Hartmann has gifted us with a compelling thriller. In this craven moment of terror and right-wing treachery, The Truth About Fire combines powerful reality with astonishing drama. Riveting from first page to last, everyone interested in love and death, lust, bigotry, and courage, will be moved by these people, these events, this haunting, important book.
—Blanche Wiesen Cook, Author of Eleanor Roosevelt, Volumes I and II
For anyone who’s remained ignorant about the international Right, Hartmann’s beautifully paced thriller will come as a revelation. That it is also an exquisitely rendered novel about mothers and daughter, about marriages tumbling down and women tumbling upward into a pained empowerment makes it something truly special.
—Anthony Giardina, Author of Recent History and White Guys 
Hartmann has imbued a story about militia-types and religious fanatics with the dualities and contradictions of human emotion.
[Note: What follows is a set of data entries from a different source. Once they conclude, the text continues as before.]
//! End-to-end tests of the analysis pipeline through the public API

use chrono::{TimeZone, Utc};
use cron_load_analyzer::report::writer::HEADER;
use cron_load_analyzer::*;
use std::fs;
use std::path::PathBuf;
use tempfile::TempDir;

const SAMPLE_SCHEDULE: &str = "\
# nightly and hourly jobs
0 * * * *\t68.5
5 * * * *\t34.2
15 0 * * *\t1356.8
*/10 8-18 * * 1-5\t600
30 2 1,15 * SUN\t7200
";

fn write_schedule(dir: &TempDir, content: &str) -> PathBuf {
    let path = dir.path().join("my_cron_schedule");
    fs::write(&path, content).unwrap();
    path
}

fn config(dir: &TempDir, window_days: u64, workers: usize) -> AnalyzerConfig {
    AnalyzerConfig {
        window_days,
        workers,
        output_dir: dir.path().display().to_string(),
        ..Default::default()
    }
}

fn ranked_counts(outcome: &AnalysisOutcome) -> Vec<(usize, u32)> {
    outcome
        .report
        .all()
        .iter()
        .map(|bucket| (bucket.index, bucket.running_count))
        .collect()
}

/// Two non-overlapping hourly jobs never run together
#[test]
fn test_reference_scenario_peaks_at_one() {
    let dir = TempDir::new().unwrap();
    let path = write_schedule(&dir, "0 * * * *\t68.5\n5 * * * *\t34.2\n");
    let orchestrator = AnalysisOrchestrator::new(config(&dir, 1, 1), &path).unwrap();

    let outcome = orchestrator.run().unwrap();

    assert_eq!(outcome.summary.bucket_count, 1440);
    assert_eq!(outcome.summary.peak_running_count(), 1);
    // Minutes 0, 1 and 5 of every hour are busy
    let busy = outcome
        .report
        .all()
        .iter()
        .filter(|bucket| bucket.running_count == 1)
        .count();
    assert_eq!(busy, 72);
}

/// An hourly job running an hour overlaps its next firing for two minutes
#[test]
fn test_hourly_job_overlaps_itself() {
    let dir = TempDir::new().unwrap();
    let path = write_schedule(&dir, "0 * * * *\t3600\n");
    let orchestrator = AnalysisOrchestrator::new(config(&dir, 1, 1), &path).unwrap();

    let outcome = orchestrator.run().unwrap();
    let peak = outcome.report.peak().unwrap();

    assert_eq!(peak.running_count, 2);
    assert_eq!(peak.instant, Utc.with_ymd_and_hms(2000, 1, 1, 1, 0, 0).unwrap());
    // Two overlap minutes after each of the 23 following firings
    let doubled = outcome
        .report
        .all()
        .iter()
        .filter(|bucket| bucket.running_count == 2)
        .count();
    assert_eq!(doubled, 46);
}

/// Fresh runs over the same input give identical rankings
#[test]
fn test_runs_are_idempotent() {
    let dir = TempDir::new().unwrap();
    let path = write_schedule(&dir, SAMPLE_SCHEDULE);
    let orchestrator = AnalysisOrchestrator::new(config(&dir, 7, 1), &path).unwrap();

    let first = orchestrator.run().unwrap();
    let second = orchestrator.run().unwrap();

    assert_eq!(first.report, second.report);
}

/// The worker pool reproduces the sequential result exactly
#[test]
fn test_parallel_equals_sequential() {
    let dir = TempDir::new().unwrap();
    let path = write_schedule(&dir, SAMPLE_SCHEDULE);

    let sequential = AnalysisOrchestrator::new(config(&dir, 7, 1), &path)
        .unwrap()
        .run()
        .unwrap();
    for workers in [2, 3, 0] {
        let parallel = AnalysisOrchestrator::new(config(&dir, 7, workers), &path)
            .unwrap()
            .run()
            .unwrap();
        assert_eq!(ranked_counts(&parallel), ranked_counts(&sequential));
    }
}

/// A non-aligned window start moves the grid to the next minute boundary
#[test]
fn test_unaligned_window_start() {
    let dir = TempDir::new().unwrap();
    let path = write_schedule(&dir, "* * * * *\t0\n");
    let config = AnalyzerConfig {
        window_start: Utc.with_ymd_and_hms(2000, 1, 1, 0, 0, 30).unwrap(),
        ..config(&dir, 1, 1)
    };
    let orchestrator = AnalysisOrchestrator::new(config, &path).unwrap();

    let outcome = orchestrator.run().unwrap();
    let first = outcome.report.all().iter().min_by_key(|b| b.index).unwrap();

    // The window still ends 24h after 00:00:30, so 00:00 of the next day is included
    assert_eq!(outcome.summary.bucket_count, 1440);
    assert_eq!(first.instant, Utc.with_ymd_and_hms(2000, 1, 1, 0, 1, 0).unwrap());
}

/// A malformed line aborts before anything is written
#[test]
fn test_malformed_line_writes_nothing() {
    let dir = TempDir::new().unwrap();
    let path = write_schedule(&dir, "0 * * * *\t68.5\n0 * * *\t10\n");
    let orchestrator = AnalysisOrchestrator::new(config(&dir, 1, 1), &path).unwrap();

    let error = orchestrator.run().unwrap_err();

    assert_eq!(error.category(), "Input Format");
    assert!(error.to_string().contains("line 2"));
    let entries: Vec<_> = fs::read_dir(dir.path()).unwrap().collect();
    assert_eq!(entries.len(), 1);
}

/// The results file holds the header and every bucket in ranked order
#[test]
fn test_results_file_contents() {
    let dir = TempDir::new().unwrap();
    let path = write_schedule(&dir, "15 0 * * *\t1356.8\n");
    let orchestrator = AnalysisOrchestrator::new(config(&dir, 1, 1), &path).unwrap();
    let outcome = orchestrator.run().unwrap();

    let started_at = Utc.with_ymd_and_hms(2024, 5, 1, 12, 0, 0).unwrap();
    let written = orchestrator.write_report(&outcome, started_at).unwrap();
    let content = fs::read_to_string(&written).unwrap();
    let lines: Vec<&str> = content.lines().collect();

    assert_eq!(
        written.file_name().unwrap().to_str().unwrap(),
        format!("cron_load_analysis.{}", started_at.timestamp())
    );
    assert_eq!(lines.len(), 1441);
    assert_eq!(lines[0], HEADER);
    // 23 busy minutes from 00:15, earliest first
    assert_eq!(lines[1], "yyyy-01-01 00:15:00\t1");
    assert_eq!(lines[23], "yyyy-01-01 00:37:00\t1");
    assert_eq!(lines[24], "yyyy-01-01 00:00:00\t0");
}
The characters may come from today’s headlines, but here love and hate, sin and redemption, spin towards truths less transitory and more fundamental than any news story.
—Leonard Zeskind, MacArthur Fellow and President of the Institute for Research and Education on Human Rights

From Publishers Weekly:

Two unlikely heroines who converge to expose a bioterrorist plot inspired by neo-Nazis and implemented by cultists on Michigan’s Upper Peninsula are the protagonists of this absorbing first novel…Over the course of her compelling tale, Hartmann proves herself an able storyteller, creating fearless, idealistic, knowledgeable and opinionated female characters who make difficult choices and reluctantly get involved in dangerous enterprises to protect themselves, their families and their communities. 
Copyright 2002 Cahners Business Information, Inc.

From Booklist:

This politically charged thriller unfolds through the perspectives of two very different women enmeshed in the same terrifying situation…These well-drawn women lend real drama to a tense, multilayered story. 
Carrie Bissey

From Midwest Book Review:

The Truth About Fire is a chilling novel about Neo-Nazi acts of biological terrorism taking place in modern-day America. A young college woman becomes drawn into the web of an extremist group, and becomes situated on the crossroads of history as she resolves to foil a deadly plot that threatens the destruction of America. The Truth About Fire is an engaging and suspenseful story that firmly hooks the reader’s total attention from first page to last.